Slow down to speed up
The next maneuver that Mott proposed for his pupils was most complicated: ‘Randy, you’re in Gemini down here and you must intercept Agena-B up here. Don’t go for the target. Burn straight ahead. Go faster to go slower.’
‘Doc, I understand that part. But what in hell do I do next?’
‘As you move to a higher orbit, your speed will begin to drop off, and believe it or not, if you obey the figures your computer will be feeding you, you’ll bring your Gemini right in behind the target. The computer will time it so that when you’re about a hundred feet apart, your speeds will be identical, and so will your orbit. Then your twelve-year-old son could dock the two vehicles, because you can make the Gemini move a quarter of a mile an hour faster than the Agena, ease it into a docking.’

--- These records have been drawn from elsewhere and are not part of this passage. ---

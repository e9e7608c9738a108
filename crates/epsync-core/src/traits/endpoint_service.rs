// # Endpoint Service Trait
//
// Defines the interface to the provider's endpoint web service.
//
// ## Implementations
//
// - HTTPS: `epsync-source-http` crate
// - Tests: scripted fakes returning canned records
//
// ## Usage
//
// ```rust,ignore
// use epsync_core::EndpointService;
//
// let versions = service.fetch_versions(&identity).await?;
// let records = service.fetch_endpoints(Instance::Worldwide, &identity).await?;
// ```

use async_trait::async_trait;

use crate::classify::EndpointRecord;
use crate::config::Instance;
use crate::identity::ClientIdentity;
use crate::version::VersionRecord;

/// Trait for endpoint web service implementations
///
/// Implementations own the transport (TLS, timeouts, status handling) and
/// nothing else. They must not retry, cache, or decide whether an update
/// is needed; those decisions belong to the engine.
///
/// # Errors
///
/// - Non-success HTTP status or connection failure: [`crate::Error::Transport`]
/// - Body that does not decode into the expected shape: [`crate::Error::MalformedResponse`]
#[async_trait]
pub trait EndpointService: Send + Sync {
    /// Fetch the per-instance version records
    ///
    /// `GET /version?ClientRequestId=<identity>`
    async fn fetch_versions(
        &self,
        identity: &ClientIdentity,
    ) -> Result<Vec<VersionRecord>, crate::Error>;

    /// Fetch the full endpoint list for one instance
    ///
    /// `GET /endpoints/<instance>?ClientRequestId=<identity>`
    async fn fetch_endpoints(
        &self,
        instance: Instance,
        identity: &ClientIdentity,
    ) -> Result<Vec<EndpointRecord>, crate::Error>;

    /// Get the service name (for logging/debugging)
    fn service_name(&self) -> &'static str;
}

Claggett and Pope looked at each other, and the former said, with his bright Texan grin, ‘Like the pretty girl said in My Fair Lady, “I think I got it.”’
‘I believe the professor said that,’ Mott said. ‘And to protect you,’ he added, ‘we always time the docking so it occurs in the daylight part of the orbit.’

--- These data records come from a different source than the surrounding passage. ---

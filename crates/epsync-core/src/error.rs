//! Error types for the endpoint synchronizer
//!
//! This module defines all error types used throughout the crate.
//!
//! "Not the writer" and "version unchanged" are not errors; they are
//! reported through [`crate::engine::PassOutcome`].

use std::fmt;

use thiserror::Error;

/// Result type alias for synchronizer operations
pub type Result<T> = std::result::Result<T, Error>;

/// Core error type for the synchronizer
#[derive(Error, Debug)]
pub enum Error {
    /// HTTP non-success status or connection failure
    #[error("Transport error{}: {message}", status.map(|s| format!(" (status {s})")).unwrap_or_default())]
    Transport {
        /// HTTP status, if a response was received
        status: Option<u16>,
        /// Error message
        message: String,
    },

    /// Response body missing expected fields or instance
    #[error("Malformed response: {0}")]
    MalformedResponse(String),

    /// A device object CLI invocation failed
    #[error("Device CLI error ({operation} {object}): {detail}")]
    DeviceCli {
        /// Operation attempted (query, create, modify, save, sync)
        operation: String,
        /// Object the operation was aimed at
        object: String,
        /// Captured output or failure reason
        detail: String,
    },

    /// Identity, version or artifact storage unavailable or unwritable
    #[error("Persistence error: {0}")]
    Persistence(String),

    /// Configuration errors
    #[error("Configuration error: {0}")]
    Config(String),

    /// Another pass holds the advisory lock
    #[error("Another pass is running: {0}")]
    Locked(String),

    /// Invalid input
    #[error("Invalid input: {0}")]
    InvalidInput(String),
}

impl Error {
    /// Create a transport error carrying an HTTP status
    pub fn transport_status(status: u16, msg: impl Into<String>) -> Self {
        Self::Transport {
            status: Some(status),
            message: msg.into(),
        }
    }

    /// Create a transport error for a failed connection
    pub fn transport(msg: impl Into<String>) -> Self {
        Self::Transport {
            status: None,
            message: msg.into(),
        }
    }

    /// Create a malformed response error
    pub fn malformed(msg: impl Into<String>) -> Self {
        Self::MalformedResponse(msg.into())
    }

    /// Create a device CLI error
    pub fn device_cli(
        operation: impl Into<String>,
        object: impl Into<String>,
        detail: impl Into<String>,
    ) -> Self {
        Self::DeviceCli {
            operation: operation.into(),
            object: object.into(),
            detail: detail.into(),
        }
    }

    /// Create a persistence error
    pub fn persistence(msg: impl Into<String>) -> Self {
        Self::Persistence(msg.into())
    }

    /// Create a configuration error
    pub fn config(msg: impl Into<String>) -> Self {
        Self::Config(msg.into())
    }

    /// Create a lock contention error
    pub fn locked(msg: impl Into<String>) -> Self {
        Self::Locked(msg.into())
    }

    /// Create an invalid input error
    pub fn invalid_input(msg: impl Into<String>) -> Self {
        Self::InvalidInput(msg.into())
    }

    /// True for failures fetching or decoding provider data
    pub fn is_fetch_failure(&self) -> bool {
        matches!(self, Self::Transport { .. } | Self::MalformedResponse(_))
    }
}

/// Failure reconciling a single target
///
/// Isolated to its target: the engine records it and moves on.
#[derive(Debug, Clone, PartialEq, Eq)]
pub struct ReconcileFailure {
    /// Target that failed
    pub target: crate::reconcile::TargetKind,
    /// Step that failed (e.g. "write artifact", "create file object")
    pub operation: String,
    /// Underlying error text
    pub detail: String,
}

impl ReconcileFailure {
    pub(crate) fn new(
        target: crate::reconcile::TargetKind,
        operation: impl Into<String>,
        err: &Error,
    ) -> Self {
        Self {
            target,
            operation: operation.into(),
            detail: err.to_string(),
        }
    }
}

impl fmt::Display for ReconcileFailure {
    fn fmt(&self, f: &mut fmt::Formatter<'_>) -> fmt::Result {
        write!(f, "{} failed during {}: {}", self.target, self.operation, self.detail)
    }
}

impl std::error::Error for ReconcileFailure {}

‘Real thoughtful,’ Claggett said.
‘So think about the orbits tonight. Memorize the diagram. And keep telling yourself, “To go faster, I must go slower.”’ (James Michener, Space, 502)
You can envision this somewhat counter-intuitive aspect of orbital mechanics in a couple of different ways. First, you can think of the higher orbit as stealing your kinetic energy (slowing you down) and converting it into potential energy (increasing your altitude). You can also picture it in terms of Kepler’s second law, which states that an orbit sweeps out equal areas in equal time. The higher your orbit, the more area your radius is sweeping across, and so your momentum becomes slower in order to compensate.

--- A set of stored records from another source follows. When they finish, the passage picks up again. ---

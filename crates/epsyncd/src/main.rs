// # epsyncd - Endpoint Synchronizer
//
// Runs one synchronization pass and exits. Scheduling (cron, systemd timer,
// device iCall) is external; every invocation is a complete, independent
// pass.
//
// The epsyncd binary is responsible for:
// 1. Reading configuration from environment variables
// 2. Initializing logging and the runtime
// 3. Taking the pass lock
// 4. Wiring the HTTPS endpoint service and the tmsh device into the engine
// 5. Mapping the pass outcome to an exit code
//
// All synchronization logic lives in epsync-core.
//
// ## Configuration
//
// All configuration is done via environment variables:
//
// ### Targets
// - `EPSYNC_TARGETS`: Comma-separated subset of url-category, url-dg, ipv4, ipv6
//   (default: url-dg,ipv4)
// - `EPSYNC_SERVICE_AREAS`: Comma-separated service areas
//   (default: Common,Exchange,SharePoint,Skype,Yammer)
// - `EPSYNC_FORCE_REFRESH`: Reconcile even if the version is unchanged
//
// ### Provider
// - `EPSYNC_INSTANCE`: Worldwide, USGovDoD, USGovGCCHigh, China, Germany
// - `EPSYNC_SERVICE_URL`: Endpoint web service root
//
// ### Device
// - `EPSYNC_HA_ENABLED`: Device is part of a sync-failover group
// - `EPSYNC_DEVICE_GROUP`: Group to sync after saving (default: device-group1)
// - `EPSYNC_MODE`: live or dry-run
//
// ### Storage and Logging
// - `EPSYNC_WORK_DIR`: Identity, version, artifact and lock files
// - `EPSYNC_LOG_LEVEL`: trace, debug, info, warn, error
// - `EPSYNC_LOG_FILE`: Append logs to this file instead of stderr
//
// ## Example
//
// ```bash
// export EPSYNC_TARGETS=url-category,url-dg,ipv4,ipv6
// export EPSYNC_SERVICE_AREAS=Exchange,SharePoint
// export EPSYNC_HA_ENABLED=true
// export EPSYNC_DEVICE_GROUP=dg-prod
//
// epsyncd
// ```

use anyhow::Result;
use epsync_core::config::{Instance, SyncConfig, TargetToggles};
use epsync_core::engine::PassOutcome;
use epsync_core::reconcile::TargetKind;
use epsync_core::ServiceArea;
use std::env;
use std::path::PathBuf;
use std::process::ExitCode;
use tracing::{Level, debug, error, info, warn};
use tracing_subscriber::FmtSubscriber;

/// Exit codes for different termination scenarios
///
/// - 0: Clean pass (synced, not writer, or up to date)
/// - 1: Configuration or startup error
/// - 2: Runtime error, including targets that failed to reconcile
/// - 3: Endpoint list could not be fetched
#[derive(Debug, Clone, Copy, PartialEq, Eq)]
enum EpsyncExitCode {
    /// Pass completed
    Clean = 0,
    /// Configuration error or startup failure
    ConfigError = 1,
    /// Runtime error (unexpected failure)
    RuntimeError = 2,
    /// Endpoint list fetch failed
    FetchError = 3,
}

impl From<EpsyncExitCode> for ExitCode {
    fn from(code: EpsyncExitCode) -> Self {
        ExitCode::from(code as u8)
    }
}

/// Device mode
#[derive(Debug, Clone, Copy, PartialEq, Eq)]
enum Mode {
    Live,
    DryRun,
}

/// Application configuration
struct Config {
    sync: SyncConfig,
    mode: Mode,
    log_level: String,
    log_file: Option<PathBuf>,
}

impl Config {
    /// Load configuration from environment variables
    fn from_env() -> Result<Self> {
        let mut sync = SyncConfig::new();

        if let Some(targets) = var("EPSYNC_TARGETS") {
            sync.targets = parse_targets(&targets)?;
        }
        if let Some(areas) = var("EPSYNC_SERVICE_AREAS") {
            sync.service_areas = parse_service_areas(&areas)?;
        }
        if let Some(force) = var("EPSYNC_FORCE_REFRESH") {
            sync.force_refresh = parse_bool("EPSYNC_FORCE_REFRESH", &force)?;
        }
        if let Some(ha) = var("EPSYNC_HA_ENABLED") {
            sync.ha.enabled = parse_bool("EPSYNC_HA_ENABLED", &ha)?;
        }
        if let Some(group) = var("EPSYNC_DEVICE_GROUP") {
            sync.ha.device_group = group;
        }
        if let Some(instance) = var("EPSYNC_INSTANCE") {
            sync.instance = instance.parse::<Instance>()?;
        }
        if let Some(url) = var("EPSYNC_SERVICE_URL") {
            sync.service_url = url;
        }
        if let Some(dir) = var("EPSYNC_WORK_DIR") {
            sync.storage.work_dir = PathBuf::from(dir);
        }

        let mode = match var("EPSYNC_MODE").as_deref().map(str::to_lowercase).as_deref() {
            None | Some("live") => Mode::Live,
            Some("dry-run") => Mode::DryRun,
            Some(other) => anyhow::bail!(
                "EPSYNC_MODE '{}' is not valid. Valid modes: live, dry-run",
                other
            ),
        };

        Ok(Self {
            sync,
            mode,
            log_level: var("EPSYNC_LOG_LEVEL").unwrap_or_else(|| "info".to_string()),
            log_file: var("EPSYNC_LOG_FILE").map(PathBuf::from),
        })
    }

    /// Validate the configuration
    fn validate(&self) -> Result<()> {
        self.sync.validate()?;

        if !self.sync.service_url.starts_with("https://")
            && !self.sync.service_url.starts_with("http://")
        {
            anyhow::bail!(
                "EPSYNC_SERVICE_URL must use HTTP or HTTPS scheme. Got: {}",
                self.sync.service_url
            );
        }

        parse_level(&self.log_level)?;
        Ok(())
    }
}

/// Non-empty environment variable
fn var(name: &str) -> Option<String> {
    env::var(name)
        .ok()
        .map(|v| v.trim().to_string())
        .filter(|v| !v.is_empty())
}

fn parse_bool(name: &str, value: &str) -> Result<bool> {
    match value.to_lowercase().as_str() {
        "1" | "true" | "yes" | "on" => Ok(true),
        "0" | "false" | "no" | "off" => Ok(false),
        _ => anyhow::bail!("{} must be true or false. Got: {}", name, value),
    }
}

fn parse_targets(value: &str) -> Result<TargetToggles> {
    let mut toggles = TargetToggles::none();
    for item in value.split(',').map(str::trim).filter(|s| !s.is_empty()) {
        let kind = match item.to_lowercase().as_str() {
            "url-category" => TargetKind::UrlCategory,
            "url-dg" | "url-data-group" => TargetKind::UrlDataGroup,
            "ipv4" => TargetKind::Ipv4DataGroup,
            "ipv6" => TargetKind::Ipv6DataGroup,
            _ => anyhow::bail!(
                "EPSYNC_TARGETS entry '{}' is not valid. \
                Valid targets: url-category, url-dg, ipv4, ipv6",
                item
            ),
        };
        toggles = toggles.with(kind, true);
    }
    Ok(toggles)
}

fn parse_service_areas(value: &str) -> Result<Vec<ServiceArea>> {
    let mut areas = Vec::new();
    for item in value.split(',').map(str::trim).filter(|s| !s.is_empty()) {
        let area: ServiceArea = item.parse()?;
        if !areas.contains(&area) {
            areas.push(area);
        }
    }
    Ok(areas)
}

fn parse_level(level: &str) -> Result<Level> {
    match level.to_lowercase().as_str() {
        "trace" => Ok(Level::TRACE),
        "debug" => Ok(Level::DEBUG),
        "info" => Ok(Level::INFO),
        "warn" => Ok(Level::WARN),
        "error" => Ok(Level::ERROR),
        _ => anyhow::bail!(
            "EPSYNC_LOG_LEVEL '{}' is not valid. \
            Valid levels: trace, debug, info, warn, error",
            level
        ),
    }
}

/// Install the global subscriber, writing to stderr or appending to a file
fn init_tracing(level: Level, log_file: Option<&PathBuf>) -> Result<()> {
    match log_file {
        Some(path) => {
            let file = std::fs::OpenOptions::new()
                .create(true)
                .append(true)
                .open(path)
                .map_err(|e| anyhow::anyhow!("Failed to open log file {}: {}", path.display(), e))?;
            let subscriber = FmtSubscriber::builder()
                .with_max_level(level)
                .with_ansi(false)
                .with_writer(std::sync::Mutex::new(file))
                .finish();
            tracing::subscriber::set_global_default(subscriber)?;
        }
        None => {
            let subscriber = FmtSubscriber::builder().with_max_level(level).finish();
            tracing::subscriber::set_global_default(subscriber)?;
        }
    }
    Ok(())
}

fn main() -> ExitCode {
    // Load configuration from environment
    let config = match Config::from_env() {
        Ok(cfg) => cfg,
        Err(e) => {
            eprintln!("Configuration error: {}", e);
            return EpsyncExitCode::ConfigError.into();
        }
    };

    // Validate configuration
    if let Err(e) = config.validate() {
        eprintln!("Configuration validation error: {}", e);
        return EpsyncExitCode::ConfigError.into();
    }

    // Initialize tracing
    let log_level = parse_level(&config.log_level).unwrap_or(Level::INFO);
    if let Err(e) = init_tracing(log_level, config.log_file.as_ref()) {
        eprintln!("Failed to set tracing subscriber: {}", e);
        return EpsyncExitCode::ConfigError.into();
    }

    info!(
        "Starting epsyncd ({}, targets: {:?})",
        if config.mode == Mode::DryRun { "DRY-RUN" } else { "LIVE" },
        config.sync.targets.enabled()
    );

    // One pass, no internal concurrency
    let rt = match tokio::runtime::Builder::new_current_thread()
        .enable_all()
        .build()
    {
        Ok(runtime) => runtime,
        Err(e) => {
            error!("Failed to create tokio runtime: {}", e);
            return EpsyncExitCode::RuntimeError.into();
        }
    };

    let code = rt.block_on(async {
        match run(config).await {
            Ok(code) => code,
            Err(e) => {
                error!("Pass failed: {:#}", e);
                exit_code_for(&e)
            }
        }
    });

    code.into()
}

/// Distinguish a failed endpoint fetch from other failures
fn exit_code_for(err: &anyhow::Error) -> EpsyncExitCode {
    match err.downcast_ref::<epsync_core::Error>() {
        Some(e) if e.is_fetch_failure() => EpsyncExitCode::FetchError,
        _ => EpsyncExitCode::RuntimeError,
    }
}

/// Run one pass
#[cfg(all(feature = "http", feature = "tmsh"))]
async fn run(config: Config) -> Result<EpsyncExitCode> {
    use epsync_core::state::{FileArtifactStore, FileStateStore, PassLock};
    use epsync_core::SyncEngine;
    use epsync_device_tmsh::TmshDevice;
    use epsync_source_http::HttpEndpointService;
    use std::time::Duration;

    let storage = &config.sync.storage;
    let _lock = PassLock::acquire(
        storage.lock_path(),
        Duration::from_secs(storage.lock_stale_secs),
    )
    .await?;

    let state_store = FileStateStore::from_config(storage).await?;
    let artifacts = FileArtifactStore::new(&storage.work_dir).await?;
    let endpoints = HttpEndpointService::from_config(&config.sync)?;
    let device = TmshDevice::new(config.mode == Mode::DryRun);

    let (engine, mut events) = SyncEngine::new(
        Box::new(endpoints),
        Box::new(device),
        Box::new(state_store),
        Box::new(artifacts),
        config.sync,
    )?;

    let outcome = engine.run_pass().await;

    while let Ok(event) = events.try_recv() {
        debug!("Pass event: {:?}", event);
    }

    let code = match outcome? {
        PassOutcome::NotWriter => EpsyncExitCode::Clean,
        PassOutcome::UpToDate { version } => {
            info!("Already at version {}", version);
            EpsyncExitCode::Clean
        }
        PassOutcome::Synced(report) => {
            info!(
                "Synchronized version {}: {} targets converged, {} failed (saved: {}, synced: {})",
                report.version.as_deref().unwrap_or("unknown"),
                report.results.len(),
                report.failures.len(),
                report.saved,
                report.synced
            );
            if report.is_clean() {
                EpsyncExitCode::Clean
            } else {
                for failure in &report.failures {
                    warn!("Target failed: {}", failure);
                }
                EpsyncExitCode::RuntimeError
            }
        }
    };

    Ok(code)
}

/// Without both collaborators there is nothing to run against
#[cfg(not(all(feature = "http", feature = "tmsh")))]
async fn run(_config: Config) -> Result<EpsyncExitCode> {
    anyhow::bail!("epsyncd was built without the http and tmsh features")
}

#[cfg(test)]
mod tests {
    use super::*;

    #[test]
    fn test_parse_targets() {
        let toggles = parse_targets("url-category, ipv6").unwrap();
        assert_eq!(
            toggles.enabled(),
            vec![TargetKind::UrlCategory, TargetKind::Ipv6DataGroup]
        );

        let toggles = parse_targets("url-dg,ipv4").unwrap();
        assert_eq!(toggles, TargetToggles::default());

        assert!(parse_targets("ipv5").is_err());
        assert!(!parse_targets("").unwrap().any());
    }

    #[test]
    fn test_parse_service_areas() {
        let areas = parse_service_areas("exchange, SharePoint,exchange,Teams").unwrap();
        assert_eq!(
            areas,
            vec![ServiceArea::Exchange, ServiceArea::SharePoint, ServiceArea::Skype]
        );
    }

    #[test]
    fn test_parse_bool() {
        assert!(parse_bool("X", "TRUE").unwrap());
        assert!(parse_bool("X", "1").unwrap());
        assert!(!parse_bool("X", "off").unwrap());
        assert!(parse_bool("X", "maybe").is_err());
    }

    #[test]
    fn test_exit_code_for_fetch_failure() {
        let fetch: anyhow::Error = epsync_core::Error::transport_status(503, "unavailable").into();
        assert_eq!(exit_code_for(&fetch), EpsyncExitCode::FetchError);

        let malformed: anyhow::Error = epsync_core::Error::malformed("not a list").into();
        assert_eq!(exit_code_for(&malformed), EpsyncExitCode::FetchError);

        let locked: anyhow::Error = epsync_core::Error::locked("held").into();
        assert_eq!(exit_code_for(&locked), EpsyncExitCode::RuntimeError);
    }
}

This notion of speeding up to slow down (and conversely slowing down to speed up) is useful for considering how organizations and projects scale. When your project (program, product, etc.) is small and your customer base is small, you can and do move very quickly. If you are a programmer, it is possible to rewrite your entire codebase in a few weeks. At this stage, organizational disciplines can feel like unnecessary drag on this perceived speed. But if you have fallen into the trap of thinking that way, as your project and customer base grow, the lack of discipline actually becomes a drag on your ability to make further change. Over time, with a continued lack of discipline, both the chance of error and the so-called blast radius of that error become larger. You are slowed down both by your fear of error, and by the cost of having to correct such errors. Being thus slowed down, how can you speed back up?
Certainly this sort of breakneck early speed may be a legitimate tradeoff. The term technical debt was coined to help articulate the fact that such a tradeoff is being made for the sake of present benefit against future cost. But as an organization or project grows, the need to pay down this technical debt becomes more and more critical. And this is where notions such as “paying off debt” and “slowing down to speed up” can help us to feel perfectly at ease with the time and effort we are spending on organizational disciplines that do not obviously contribute to more features and more customers.
For example: if I have “slowed down” by taking the time to create a large battery of automated tests for my codebase, then I am actually able to “speed up” in making further changes to that codebase, because I have a higher degree of confidence not only that my changes will not break existing behaviors, but thereby that my changes will not result in added support costs by exposing my customers to bugs.
To paraphrase the wise man: better is he who has self-governance than he who, without it, governs a city.
And keep telling yourself, “To go faster, I must go slower.”